Jika disetujui, pemungutan suara tersebut akan mengakui masyarakat Aborigin dan Penduduk Kepulauan Selat Torres dalam konstitusi negara tersebut. Juga membentuk badan permanen bagi mereka untuk bisa memberi masukan terhadap Undang Undang.
Penelusuran Farah.id menunjukkan bahwa Australia adalah satu-satunya negara persemakmuran yang belum pernah menandatangani perjanjian dengan masyarakat adatnya, dan para pendukungnya mengatakan bahwa The Voice adalah langkah penting menuju rekonsiliasi.
Agar rencana ini berhasil, mayoritas warga Australia harus memilih ya. Diperlukan juga dukungan mayoritas di setidaknya empat dari enam negara bagian Australia. Komposisi, fungsi dan wewenang badan tersebut kemudian akan dirancang dan diperdebatkan oleh parlemen.
Saat mengumumkan tanggal pemungutan suara pada rapat umum di Adelaide, Perdana Menteri Anthony Albanese menyebut pemungutan suara tersebut sebagai kesempatan sekali dalam satu generasi untuk menyatukan negara kita dan mengubahnya menjadi lebih baik.
The Voice akan menjadi sebuah komite yang terdiri dari penduduk asli Australia, yang dipilih oleh penduduk asli Australia, dan memberikan nasihat kepada pemerintah sehingga bisa mendapatkan hasil yang lebih baik bagi penduduk asli Australia", kata PM Albanese, seperti dilansir BBC.
"Anda diminta untuk mengatakan ya terhadap sebuah gagasan yang waktunya telah tiba, untuk menjawab ya atas undangan yang datang langsung dari masyarakat Aborigin dan penduduk pribumi Selat Torres,” imbuhnya.
Hal ini direkomendasikan oleh dokumen bersejarah pada tahun 2017 yang disebut Pernyataan Uluru dari Hati.
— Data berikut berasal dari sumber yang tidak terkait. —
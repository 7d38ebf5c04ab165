//! Preflight checks for the launcher.

use std::path::{Path, PathBuf};

use nix::unistd::geteuid;
use tracing::debug;

use crate::config::LauncherConfig;
use crate::error::{PreflightError, Result};

/// Results of all preflight checks.
#[derive(Debug, Clone)]
pub struct Preflight {
    /// Sandbox root that was checked.
    pub sandbox_root: PathBuf,
    /// Host path of the proxy loader under the root.
    pub loader: PathBuf,
    /// Effective UID of the launcher.
    pub euid: u32,
    /// Whether the relay daemon socket exists.
    pub relay_socket_present: bool,
}

/// Runs every check and returns the details, or the first unmet requirement.
///
/// A missing relay socket is reported but is not an error; Windows launches
/// will simply fail until the daemon runs.
///
/// # Errors
///
/// Returns the first failing `PreflightError`.
pub fn check_all(config: &LauncherConfig) -> Result<Preflight> {
    let sandbox_root = check_sandbox_root(&config.sandbox_root)?;
    let loader = check_loader(config)?;
    let euid = check_privileges()?;
    let relay_socket_present = config.relay_socket.exists();

    debug!(relay_socket_present, "Relay socket probed");

    Ok(Preflight {
        sandbox_root,
        loader,
        euid,
        relay_socket_present,
    })
}

/// Checks that the sandbox root is an existing directory.
///
/// # Errors
///
/// Returns `PreflightError::MissingRoot` otherwise.
pub fn check_sandbox_root(root: &Path) -> Result<PathBuf> {
    if !root.is_dir() {
        return Err(PreflightError::MissingRoot {
            path: root.to_path_buf(),
        }
        .into());
    }
    Ok(root.to_path_buf())
}

/// Checks that the proxy loader exists inside the sandbox root.
///
/// # Errors
///
/// Returns `PreflightError::MissingLoader` if it is not a regular file.
pub fn check_loader(config: &LauncherConfig) -> Result<PathBuf> {
    let loader = config.in_root(&config.loader_path);
    if !loader.is_file() {
        return Err(PreflightError::MissingLoader { path: loader }.into());
    }
    Ok(loader)
}

/// Checks that the launcher runs with an effective UID of 0.
///
/// # Errors
///
/// Returns `PreflightError::NotRoot` otherwise.
pub fn check_privileges() -> Result<u32> {
    let euid = geteuid().as_raw();
    if euid != 0 {
        return Err(PreflightError::NotRoot { euid }.into());
    }
    Ok(euid)
}

#[cfg(test)]
mod tests {
    use super::*;
    use crate::error::Error;

    #[test]
    fn test_missing_root() {
        let dir = tempfile::tempdir().expect("tempdir");
        let result = check_sandbox_root(&dir.path().join("absent"));
        assert!(matches!(
            result,
            Err(Error::Preflight(PreflightError::MissingRoot { .. }))
        ));
    }

    #[test]
    fn test_existing_root() {
        let dir = tempfile::tempdir().expect("tempdir");
        let root = check_sandbox_root(dir.path()).expect("root exists");
        assert_eq!(root, dir.path());
    }

    #[test]
    fn test_loader_lookup_is_under_root() {
        let dir = tempfile::tempdir().expect("tempdir");
        let config = LauncherConfig::new().with_sandbox_root(dir.path());

        let result = check_loader(&config);
        match result {
            Err(Error::Preflight(PreflightError::MissingLoader { path })) => {
                assert_eq!(path, dir.path().join("bin/omnilaunch-proxy"));
            }
            other => panic!("expected missing loader, got {other:?}"),
        }

        std::fs::create_dir_all(dir.path().join("bin")).expect("mkdir");
        std::fs::write(dir.path().join("bin/omnilaunch-proxy"), b"").expect("write");
        assert!(check_loader(&config).is_ok());
    }

    #[test]
    fn test_privileges_match_euid() {
        let euid = geteuid().as_raw();
        assert_eq!(check_privileges().is_ok(), euid == 0);
    }
}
Disusun oleh lebih dari 250 pemimpin masyarakat adat, pernyataan ini dianggap sebagai seruan terbaik untuk melakukan reformasi yang berdampak pada penduduk asli Australia.
Penduduk asli Australia menghadapi tingkat kerugian yang tidak proporsional di seluruh masyarakat – sesuatu yang sudah lama sulit diatasi oleh Australia.
Pemimpin oposisi Peter Dutton, yang merupakan penentang The Voice, mengatakan bahwa proposal tersebut tidak cukup rinci, dan secara kontroversial menyatakan bahwa hal tersebut dapat memecah belah warga Australia secara rasial.
Namun banyak aktivis, termasuk Dutton, yang dituduh melakukan rasisme dan menyebarkan disinformasi. Mereka kemudian menuduh kampanye Yes sebagai sebuah bentuk elitisme dan mengabaikan kekhawatiran yang sahih dari masyarakat Australia pada umumnya.
Para pendukung kesehatan mental telah memperingatkan bahwa intensitas dan nada perdebatan ini akan berdampak buruk pada masyarakat adat.
Australia terakhir kali mengadakan referendum pada tahun 1999, ketika memilih untuk tidak menjadi republik. Usulan referendum selalu menjadi bahan perdebatan sengit di Australia. Referendum di negara ini belum berhasil selama hampir 50 tahun. Hanya delapan dari 44 referendum di Australia yang berhasil—yang terbaru adalah di tahun 1977.